I think an alternative is to be straightforward. Instead of using terms like badass, ninja, and Superman, just state that you're looking for someone with experience, willingness to learn or the ability to deal with a big load of work. I'm no HR director, so please replace my suggestions with something similar but better. 

Monique vdB Community Manager Aug 28, 2018

@Mary Ramirez absolutely, "badass" would give me pause too, even though I think I'm pretty great 😉 

Another thing that makes a difference is the recruiter him/herself, who can tell you a lot about the company culture. Are all your recruiters twentysomething cis white guys? That might not be a red flag but maybe a mildly pink one. 

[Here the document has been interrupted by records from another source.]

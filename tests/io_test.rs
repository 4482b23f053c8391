use std::io::Write;

use tablrs::io::csv::{read_csv, read_csv_from, write_csv};
use tablrs::io::json::{read_json, write_json};
use tablrs::{DataFrame, Error, Series, NA};

#[test]
fn test_read_csv_with_header() {
    let data = "a,b\n1.0,2.0\n3.5,4.5\n";
    let df = read_csv_from(data.as_bytes(), true).unwrap();

    assert_eq!(df.column_names(), &["a", "b"]);
    assert_eq!(df.row_count(), 2);
    assert_eq!(
        df.get_column("a").map(|s| s.values().to_vec()),
        Some(vec![NA::Value(1.0), NA::Value(3.5)])
    );
}

#[test]
fn test_read_csv_without_header_synthesizes_names() {
    let data = "1.0,2.0,0\n3.0,4.0,1\n";
    let df = read_csv_from(data.as_bytes(), false).unwrap();

    assert_eq!(df.column_names(), &["column_0", "column_1", "column_2"]);
    assert_eq!(df.row_count(), 2);
}

#[test]
fn test_read_csv_coerces_bad_fields_to_na() {
    // Empty fields, the NA literal, and non-numeric text all coerce
    let data = "a,b\n1.0,apple\n,2.0\nNA,3.0\n";
    let df = read_csv_from(data.as_bytes(), true).unwrap();

    assert_eq!(
        df.get_column("a").map(|s| s.values().to_vec()),
        Some(vec![NA::Value(1.0), NA::NA, NA::NA])
    );
    assert_eq!(
        df.get_column("b").map(|s| s.values().to_vec()),
        Some(vec![NA::NA, NA::Value(2.0), NA::Value(3.0)])
    );
}

#[test]
fn test_read_csv_empty_input() {
    let df = read_csv_from("".as_bytes(), false).unwrap();
    assert_eq!(df.column_count(), 0);
    assert_eq!(df.row_count(), 0);
}

#[test]
fn test_read_csv_missing_file() {
    let result = read_csv("/no/such/file.csv", true);
    assert!(matches!(result, Err(Error::Io(_))));
}

#[test]
fn test_csv_write_then_read_keeps_na() {
    let mut df = DataFrame::new();
    df.add_column(
        "x",
        Series::from_options(vec![Some(1.5), None, Some(2.5)], None),
    )
    .unwrap();
    df.add_column("y", Series::from_vec(vec![1.0, 2.0, 3.0], None))
        .unwrap();

    let dir = tempfile::tempdir().unwrap();
    let path = dir.path().join("table.csv");
    write_csv(&df, &path).unwrap();

    let reloaded = read_csv(&path, true).unwrap();
    assert_eq!(reloaded.column_names(), &["x", "y"]);
    assert_eq!(
        reloaded.get_column("x").map(|s| s.values().to_vec()),
        Some(vec![NA::Value(1.5), NA::NA, NA::Value(2.5)])
    );
}

#[test]
fn test_json_write_then_read_keeps_na() {
    let mut df = DataFrame::new();
    df.add_column(
        "x",
        Series::from_options(vec![Some(1.5), None], None),
    )
    .unwrap();
    df.add_column("y", Series::from_vec(vec![3.0, 4.0], None))
        .unwrap();

    let dir = tempfile::tempdir().unwrap();
    let path = dir.path().join("table.json");
    write_json(&df, &path).unwrap();

    let reloaded = read_json(&path).unwrap();
    assert_eq!(reloaded.row_count(), 2);
    assert_eq!(
        reloaded.get_column("x").map(|s| s.values().to_vec()),
        Some(vec![NA::Value(1.5), NA::NA])
    );
    assert_eq!(
        reloaded.get_column("y").map(|s| s.values().to_vec()),
        Some(vec![NA::Value(3.0), NA::Value(4.0)])
    );
}

#[test]
fn test_read_json_rejects_non_records() {
    let dir = tempfile::tempdir().unwrap();
    let path = dir.path().join("bad.json");
    let mut file = std::fs::File::create(&path).unwrap();
    writeln!(file, "{{\"not\": \"an array\"}}").unwrap();

    let result = read_json(&path);
    assert!(matches!(result, Err(Error::Format(_))));
}

#[test]
fn test_read_json_rejects_non_numeric_values() {
    let dir = tempfile::tempdir().unwrap();
    let path = dir.path().join("strings.json");
    let mut file = std::fs::File::create(&path).unwrap();
    writeln!(file, "[{{\"a\": \"text\"}}]").unwrap();

    let result = read_json(&path);
    assert!(matches!(result, Err(Error::Format(_))));
}
pub mod csv;
pub mod json;

// Re-export commonly used functions
pub use csv::{read_csv, write_csv};
pub use json::{read_json, write_json};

Mary Ramirez Community Leader Aug 28, 2018

@Monique vdB,

I agree! Having a diverse group of recruiters and/or HR reps is very important. Many companies use conferences as a way to recruit new employees. If I walk past a booth and everyone looks the same, I'll most likely keep walking. Being able to see someone who looks like me or that I can relate to, is what would wheel me in.

The same can be said about websites. If I go to company XYZ's website and see all their pictures are of older white men, I'll second think whether I want to work there. While having a job and a paycheck is very important, I think feeling safe and welcomed in your workplace, holds more precedence. 

Kat Marketplace Partner Aug 28, 2018

This makes me giggle as job ads very rarely reflect the actual work you will be doing in my experience.

Job ads can give some insight to the company culture though. A formal style with typos in the ad and/or attached position description tells me there is a lot of formal process but not a lot of caring about process efficiency or accuracy.

Buzz words and a reference to bean bags mean they want to be a fun company.